EXCERPTED DATA

-- Opening Marker --

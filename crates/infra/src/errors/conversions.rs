//! Conversions from external infrastructure errors into domain errors.

use std::io::{Error as IoError, ErrorKind};

use marketlink_domain::MarketLinkError;
use reqwest::Error as HttpError;
use serde_json::Error as JsonError;

/// Error newtype that keeps conversions on the infrastructure side and can be
/// converted back into the domain error.
#[derive(Debug)]
pub struct InfraError(pub MarketLinkError);

impl From<InfraError> for MarketLinkError {
    fn from(value: InfraError) -> Self {
        value.0
    }
}

impl From<MarketLinkError> for InfraError {
    fn from(value: MarketLinkError) -> Self {
        Self(value)
    }
}

/// Extension trait to make the conversion logic explicit in tests and within
/// this module.
trait IntoMarketLinkError {
    fn into_marketlink(self) -> MarketLinkError;
}

/* -------------------------------------------------------------------------- */
/* reqwest::Error → MarketLinkError */
/* -------------------------------------------------------------------------- */

impl IntoMarketLinkError for HttpError {
    fn into_marketlink(self) -> MarketLinkError {
        if self.is_timeout() {
            return MarketLinkError::Network("HTTP request timed out".into());
        }

        #[cfg(not(target_arch = "wasm32"))]
        if self.is_connect() {
            return MarketLinkError::Network("HTTP connection failure".into());
        }

        if self.is_builder() {
            return MarketLinkError::Config(format!("invalid HTTP request: {self}"));
        }

        if self.is_decode() {
            return MarketLinkError::Internal(format!("failed to decode HTTP response: {self}"));
        }

        if let Some(status) = self.status() {
            let code = status.as_u16();
            let message =
                format!("HTTP {} {}", code, status.canonical_reason().unwrap_or("unknown status"));

            return match code {
                401 | 403 => MarketLinkError::Auth(message),
                404 => MarketLinkError::NotFound(message),
                400..=499 => MarketLinkError::InvalidInput(message),
                _ => MarketLinkError::Network(message),
            };
        }

        MarketLinkError::Network(self.to_string())
    }
}

impl From<HttpError> for InfraError {
    fn from(value: HttpError) -> Self {
        Self(value.into_marketlink())
    }
}

/* -------------------------------------------------------------------------- */
/* std::io::Error → MarketLinkError */
/* -------------------------------------------------------------------------- */

impl IntoMarketLinkError for IoError {
    fn into_marketlink(self) -> MarketLinkError {
        match self.kind() {
            ErrorKind::NotFound => MarketLinkError::NotFound(format!("file not found: {self}")),
            ErrorKind::PermissionDenied => {
                MarketLinkError::Storage(format!("permission denied: {self}"))
            }
            _ => MarketLinkError::Storage(self.to_string()),
        }
    }
}

impl From<IoError> for InfraError {
    fn from(value: IoError) -> Self {
        Self(value.into_marketlink())
    }
}

/* -------------------------------------------------------------------------- */
/* serde_json::Error → MarketLinkError */
/* -------------------------------------------------------------------------- */

impl IntoMarketLinkError for JsonError {
    fn into_marketlink(self) -> MarketLinkError {
        if self.is_io() {
            return MarketLinkError::Storage(format!("JSON I/O failure: {self}"));
        }
        MarketLinkError::InvalidInput(format!(
            "malformed JSON at line {} column {}: {self}",
            self.line(),
            self.column()
        ))
    }
}

impl From<JsonError> for InfraError {
    fn from(value: JsonError) -> Self {
        Self(value.into_marketlink())
    }
}

/* -------------------------------------------------------------------------- */
/* Tests */
/* -------------------------------------------------------------------------- */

-- Closing Marker --

TASK TO COMPLETE
Search the listing above for the word "InfraError", and copy every line that has it.

FINISHED EXERCISE
pub struct InfraError(pub MarketLinkError);
impl From<InfraError> for MarketLinkError {
    fn from(value: InfraError) -> Self {
impl From<MarketLinkError> for InfraError {
impl From<HttpError> for InfraError {
impl From<IoError> for InfraError {
impl From<JsonError> for InfraError {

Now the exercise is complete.